--- THE PROBLEM ---
The output should be the line containing "persistence.fail_removes.store(true, Ordering::SeqCst);" and every later line of the records, exactly as written, and nothing else.

--- DATA SUPPLIED ---

#[cfg(test)]
mod tests {
    use super::*;
    use crate::memory::entry::{ConversationMeta, MemoryEntryBuilder};
    use crate::memory::store::{EntryPersistence, JsonFilePersistence};
    use crate::memory::versioning::{MemoryRevisionLog, Revision};
    use async_trait::async_trait;
    use chrono::{Duration, Utc};
    use std::sync::atomic::{AtomicBool, Ordering};
    use std::sync::Mutex;
    use tempfile::TempDir;

    /// File persistence with injectable latency and failures.
    struct FlakyPersistence {
        inner: JsonFilePersistence,
        slow_access_writes: bool,
        fail_write_for: Mutex<Option<Uuid>>,
        fail_removes: AtomicBool,
    }

    impl FlakyPersistence {
        async fn new(dir: &TempDir, slow_access_writes: bool) -> Arc<Self> {
            Arc::new(Self {
                inner: JsonFilePersistence::new(dir.path()).await.unwrap(),
                slow_access_writes,
                fail_write_for: Mutex::new(None),
                fail_removes: AtomicBool::new(false),
            })
        }
    }

    #[async_trait]
    impl EntryPersistence for FlakyPersistence {
        async fn load_all(&self) -> Result<Vec<(ConversationMeta, Vec<MemoryEntry>)>> {
            self.inner.load_all().await
        }

        async fn write_entry(&self, entry: &MemoryEntry) -> Result<()> {
            if *self.fail_write_for.lock().unwrap() == Some(entry.id) {
                return Err(Error::Persistence("disk full".into()));
            }
            if self.slow_access_writes && entry.access_count > 0 {
                tokio::time::sleep(std::time::Duration::from_millis(100)).await;
            }
            self.inner.write_entry(entry).await
        }

        async fn remove_entry(&self, conversation_id: &str, id: Uuid) -> Result<()> {
            if self.fail_removes.load(Ordering::SeqCst) {
                return Err(Error::Persistence("read-only filesystem".into()));
            }
            self.inner.remove_entry(conversation_id, id).await
        }

        async fn write_conversation(&self, meta: &ConversationMeta) -> Result<()> {
            self.inner.write_conversation(meta).await
        }

        async fn remove_conversation(&self, conversation_id: &str) -> Result<()> {
            self.inner.remove_conversation(conversation_id).await
        }
    }

    async fn file_writer(
        persistence: Arc<FlakyPersistence>,
        max_entries: usize,
    ) -> (MemoryWriter, Arc<MemoryRevisionLog>) {
        let store = Arc::new(EntryStore::open(2, persistence).await.unwrap());
        let log = Arc::new(MemoryRevisionLog::new());
        let eviction = EvictionManager::new(max_entries).unwrap();
        (MemoryWriter::new(store, log.clone(), eviction, true), log)
    }

    fn ids(entries: &[MemoryEntry]) -> Vec<Uuid> {
        entries.iter().map(|e| e.id).collect()
    }

    struct FailingRevisionLog;

    #[async_trait]
    impl RevisionLog for FailingRevisionLog {
        async fn append(&self, _conversation_id: &str, _revisions: &[Revision]) -> Result<()> {
            Err(Error::Persistence("revision log offline".into()))
        }

        async fn history(&self, _conversation_id: &str) -> Result<Vec<Revision>> {
            Ok(Vec::new())
        }
    }

    fn entry(conv: &str, text: &str, minutes_ago: i64) -> MemoryEntry {
        MemoryEntryBuilder::new(conv, text)
            .embedding(vec![1.0, 0.0])
            .created_at(Utc::now() - Duration::minutes(minutes_ago))
            .build()
            .unwrap()
    }

    async fn writer(max_entries: usize) -> (MemoryWriter, Arc<MemoryRevisionLog>) {
        let store = Arc::new(EntryStore::in_memory(2).await);
        let log = Arc::new(MemoryRevisionLog::new());
        let eviction = EvictionManager::new(max_entries).unwrap();
        let writer = MemoryWriter::new(store, log.clone(), eviction, true);
        (writer, log)
    }

    #[tokio::test]
    async fn test_insert_records_revision() {
        let (writer, log) = writer(5).await;
        let outcome = writer.insert(entry("c1", "fact", 0)).await.unwrap();

        let history = log.history("c1").await.unwrap();
        assert_eq!(history.len(), 1);
        assert_eq!(Some(history[0].id), outcome.revision);
        assert_eq!(outcome.entry.revision_id, outcome.revision);

        let meta = writer.store().meta("c1").await.unwrap();
        assert_eq!(meta.head_revision, outcome.revision);
    }

    #[tokio::test]
    async fn test_fourth_insert_evicts_lowest_utility() {
        let (writer, log) = writer(3).await;
        let oldest = entry("c1", "oldest", 30);
        writer.insert(oldest.clone()).await.unwrap();
        writer.insert(entry("c1", "middle", 20)).await.unwrap();
        writer.insert(entry("c1", "newer", 10)).await.unwrap();

        let outcome = writer.insert(entry("c1", "newest", 0)).await.unwrap();
        assert_eq!(outcome.evicted.len(), 1);
        assert_eq!(outcome.evicted[0].id, oldest.id);

        let remaining = writer.store().list("c1").await;
        assert_eq!(remaining.len(), 3);
        assert!(remaining.iter().all(|e| e.id != oldest.id));

        let history = log.history("c1").await.unwrap();
        assert_eq!(history.len(), 5);
        assert_eq!(history[3].mutation.kind(), "evict");
        assert_eq!(history[4].mutation.kind(), "insert");
    }

    #[tokio::test]
    async fn test_revision_failure_leaves_store_untouched() {
        let dir = TempDir::new().unwrap();
        let persistence = Arc::new(JsonFilePersistence::new(dir.path()).await.unwrap());
        let store = Arc::new(EntryStore::open(2, persistence.clone()).await.unwrap());
        let seed = entry("c1", "seed", 5);
        store.put(seed.clone()).await.unwrap();

        let writer = MemoryWriter::new(
            store.clone(),
            Arc::new(FailingRevisionLog),
            EvictionManager::new(1).unwrap(),
            true,
        );
        let incoming = entry("c1", "incoming", 0);
        let err = writer.insert(incoming.clone()).await.unwrap_err();
        assert!(matches!(err, Error::Persistence(_)));

        // In memory
        let ids: Vec<Uuid> = store.list("c1").await.iter().map(|e| e.id).collect();
        assert_eq!(ids, vec![seed.id]);
        assert!(store.get(incoming.id).await.is_none());

        // On disk
        let reopened = EntryStore::open(2, persistence).await.unwrap();
        let ids: Vec<Uuid> = reopened.list("c1").await.iter().map(|e| e.id).collect();
        assert_eq!(ids, vec![seed.id]);
    }

    #[tokio::test]
    async fn test_concurrent_inserts_respect_bound() {
        let (writer, log) = writer(4).await;
        let writer = Arc::new(writer);

        let handles: Vec<_> = (0..16)
            .map(|i| {
                let w = writer.clone();
                tokio::spawn(async move { w.insert(entry("c1", &format!("fact {}", i), 0)).await })
            })
            .collect();
        for h in handles {
            h.await.unwrap().unwrap();
        }

        assert_eq!(writer.store().count("c1").await, 4);
        let history = log.history("c1").await.unwrap();
        assert_eq!(history.len(), 16 + 12);
        for pair in history.windows(2) {
            assert_eq!(pair[1].parent, Some(pair[0].id));
        }
    }

    #[tokio::test]
    async fn test_update_entry() {
        let (writer, log) = writer(5).await;
        let inserted = writer.insert(entry("c1", "old", 0)).await.unwrap().entry;

        let updated = writer
            .update_entry("c1", inserted.id, "new".into(), vec![0.0, 1.0])
            .await
            .unwrap();
        assert_eq!(updated.text, "new");
        assert_eq!(writer.store().get(inserted.id).await.unwrap().text, "new");
        assert_eq!(log.history("c1").await.unwrap()[1].mutation.kind(), "update");

        let wrong_conv = writer
            .update_entry("c2", inserted.id, "x".into(), vec![0.0, 1.0])
            .await;
        assert!(matches!(wrong_conv, Err(Error::NotFound(_))));
    }

    #[tokio::test]
    async fn test_summary_and_delete() {
        let (writer, log) = writer(5).await;
        writer.insert(entry("c1", "a", 1)).await.unwrap();
        writer.insert(entry("c1", "b", 0)).await.unwrap();
        writer.set_summary("c1", Some("likes a and b".into())).await.unwrap();
        assert_eq!(
            writer.store().meta("c1").await.unwrap().summary.as_deref(),
            Some("likes a and b")
        );

        let removed = writer.delete_conversation("c1").await.unwrap();
        assert_eq!(removed.len(), 2);
        assert!(writer.store().conversation("c1").await.is_none());

        let kinds: Vec<&str> = log
            .history("c1")
            .await
            .unwrap()
            .iter()
            .map(|r| r.mutation.kind())
            .collect();
        assert_eq!(kinds, vec!["insert", "insert", "summary", "delete", "delete"]);
        assert!(matches!(
            writer.delete_conversation("c1").await,
            Err(Error::NotFound(_))
        ));
    }

    #[tokio::test]
    async fn test_versioning_off() {
        let store = Arc::new(EntryStore::in_memory(2).await);
        let log = Arc::new(MemoryRevisionLog::new());
        let eviction = EvictionManager::new(2).unwrap();
        let writer = MemoryWriter::new(store, log.clone(), eviction, false);
        let outcome = writer.insert(entry("c1", "fact", 0)).await.unwrap();
        assert!(outcome.revision.is_none());
        assert!(log.history("c1").await.unwrap().is_empty());
    }

    #[tokio::test]
    async fn test_insert_if_novel() {
        let (writer, _log) = writer(5).await;
        let first = writer
            .insert_if_novel(entry("c1", "tea", 1), 0.9, SimilarityMetric::Cosine)
            .await
            .unwrap();
        assert!(first.is_some());

        let again = writer
            .insert_if_novel(entry("c1", "tea again", 0), 0.9, SimilarityMetric::Cosine)
            .await
            .unwrap();
        assert!(again.is_none());

        let mut other = entry("c1", "oslo", 0);
        other.embedding = vec![0.0, 1.0];
        let other = writer
            .insert_if_novel(other, 0.9, SimilarityMetric::Cosine)
            .await
            .unwrap();
        assert!(other.is_some());
        assert_eq!(writer.store().count("c1").await, 2);
    }

    #[tokio::test]
    async fn test_summary_survives_reload() {
        let dir = TempDir::new().unwrap();
        let persistence = FlakyPersistence::new(&dir, false).await;
        let (writer, _log) = file_writer(persistence.clone(), 5).await;
        let e = writer.insert(entry("c1", "User prefers tea", 0)).await.unwrap().entry;
        writer.set_summary("c1", Some("Tea drinker".into())).await.unwrap();

        let reopened = EntryStore::open(2, persistence).await.unwrap();
        assert_eq!(reopened.get(e.id).await.unwrap().text, "User prefers tea");
        let meta = reopened.meta("c1").await.unwrap();
        assert_eq!(meta.summary.as_deref(), Some("Tea drinker"));
        assert_eq!(meta.head_revision, writer.store().meta("c1").await.unwrap().head_revision);
    }

    #[tokio::test]
    async fn test_delete_conversation_removes_files() {
        let dir = TempDir::new().unwrap();
        let persistence = FlakyPersistence::new(&dir, false).await;
        let (writer, _log) = file_writer(persistence, 5).await;
        writer.insert(entry("c1", "a", 1)).await.unwrap();
        writer.insert(entry("c1", "b", 0)).await.unwrap();

        writer.delete_conversation("c1").await.unwrap();
        assert!(!dir.path().join("conversations/c1").exists());
    }

    #[tokio::test]
    async fn test_late_access_write_does_not_resurrect_evicted_entry() {
        let dir = TempDir::new().unwrap();
        let persistence = FlakyPersistence::new(&dir, true).await;
        let (writer, _log) = file_writer(persistence.clone(), 1).await;
        let first = writer.insert(entry("c1", "first", 5)).await.unwrap().entry;

        let store = writer.store().clone();
        let id = first.id;
        let bump = tokio::spawn(async move { store.update_access(id).await });
        tokio::time::sleep(std::time::Duration::from_millis(10)).await;

        let outcome = writer.insert(entry("c1", "second", 0)).await.unwrap();
        assert_eq!(ids(&outcome.evicted), vec![first.id]);
        bump.await.unwrap();

        let reopened = EntryStore::open(2, persistence).await.unwrap();
        assert_eq!(ids(&reopened.list("c1").await), vec![outcome.entry.id]);
    }

    #[tokio::test]
    async fn test_late_access_write_does_not_resurrect_deleted_conversation() {
        let dir = TempDir::new().unwrap();
        let persistence = FlakyPersistence::new(&dir, true).await;
        let (writer, _log) = file_writer(persistence.clone(), 5).await;
        let first = writer.insert(entry("c1", "first", 5)).await.unwrap().entry;

        let store = writer.store().clone();
        let id = first.id;
        let bump = tokio::spawn(async move { store.update_access(id).await });
        tokio::time::sleep(std::time::Duration::from_millis(10)).await;

        writer.delete_conversation("c1").await.unwrap();
        bump.await.unwrap();

        let reopened = EntryStore::open(2, persistence).await.unwrap();
        assert!(reopened.conversation_ids().await.is_empty());
        assert!(!writer.store().update_access(id).await);
    }

    #[tokio::test]
    async fn test_failed_entry_write_restores_evicted_victim() {
        let dir = TempDir::new().unwrap();
        let persistence = FlakyPersistence::new(&dir, false).await;
        let (writer, log) = file_writer(persistence.clone(), 1).await;
        let seed = writer.insert(entry("c1", "seed", 5)).await.unwrap().entry;
        let meta_before = writer.store().meta("c1").await.unwrap();

        // Eviction of the seed succeeds on disk, then the incoming write fails.
        let incoming = entry("c1", "incoming", 0);
        *persistence.fail_write_for.lock().unwrap() = Some(incoming.id);
        let err = writer.insert(incoming.clone()).await.unwrap_err();
        assert!(matches!(err, Error::Persistence(_)));
        *persistence.fail_write_for.lock().unwrap() = None;

        assert_eq!(ids(&writer.store().list("c1").await), vec![seed.id]);
        assert_eq!(log.history("c1").await.unwrap().len(), 1);

        let reopened = EntryStore::open(2, persistence).await.unwrap();
        assert_eq!(ids(&reopened.list("c1").await), vec![seed.id]);
        let meta = reopened.meta("c1").await.unwrap();
        assert_eq!(meta.head_revision, meta_before.head_revision);
    }

    #[tokio::test]
    async fn test_failed_victim_removal_leaves_store_untouched() {
        let dir = TempDir::new().unwrap();
        let persistence = FlakyPersistence::new(&dir, false).await;
        let (writer, log) = file_writer(persistence.clone(), 1).await;
        let seed = writer.insert(entry("c1", "seed", 5)).await.unwrap().entry;

        persistence.fail_removes.store(true, Ordering::SeqCst);
        let incoming = entry("c1", "incoming", 0);
        let err = writer.insert(incoming.clone()).await.unwrap_err();
        assert!(matches!(err, Error::Persistence(_)));
        persistence.fail_removes.store(false, Ordering::SeqCst);

        assert_eq!(ids(&writer.store().list("c1").await), vec![seed.id]);
        assert!(writer.store().get(incoming.id).await.is_none());
        assert_eq!(log.history("c1").await.unwrap().len(), 1);

        let reopened = EntryStore::open(2, persistence).await.unwrap();
        assert_eq!(ids(&reopened.list("c1").await), vec![seed.id]);
    }
}
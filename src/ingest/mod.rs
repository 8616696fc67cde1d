//! Background ingestion of completed exchanges

pub mod pipeline;
pub mod queue;

pub use pipeline::{Exchange, IngestPipeline, IngestReport};
pub use queue::{IngestQueue, IngestWorkers};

--- REPLY TO THE EXERCISE ---
        persistence.fail_removes.store(true, Ordering::SeqCst);
        let incoming = entry("c1", "incoming", 0);
        let err = writer.insert(incoming.clone()).await.unwrap_err();
        assert!(matches!(err, Error::Persistence(_)));
        persistence.fail_removes.store(false, Ordering::SeqCst);

        assert_eq!(ids(&writer.store().list("c1").await), vec![seed.id]);
        assert!(writer.store().get(incoming.id).await.is_none());
        assert_eq!(log.history("c1").await.unwrap().len(), 1);

        let reopened = EntryStore::open(2, persistence).await.unwrap();
        assert_eq!(ids(&reopened.list("c1").await), vec![seed.id]);
    }
}
filename src/ingest/mod.rs
repository 8616696fc67cde1d
//! Background ingestion of completed exchanges

pub mod pipeline;
pub mod queue;

pub use pipeline::{Exchange, IngestPipeline, IngestReport};
pub use queue::{IngestQueue, IngestWorkers};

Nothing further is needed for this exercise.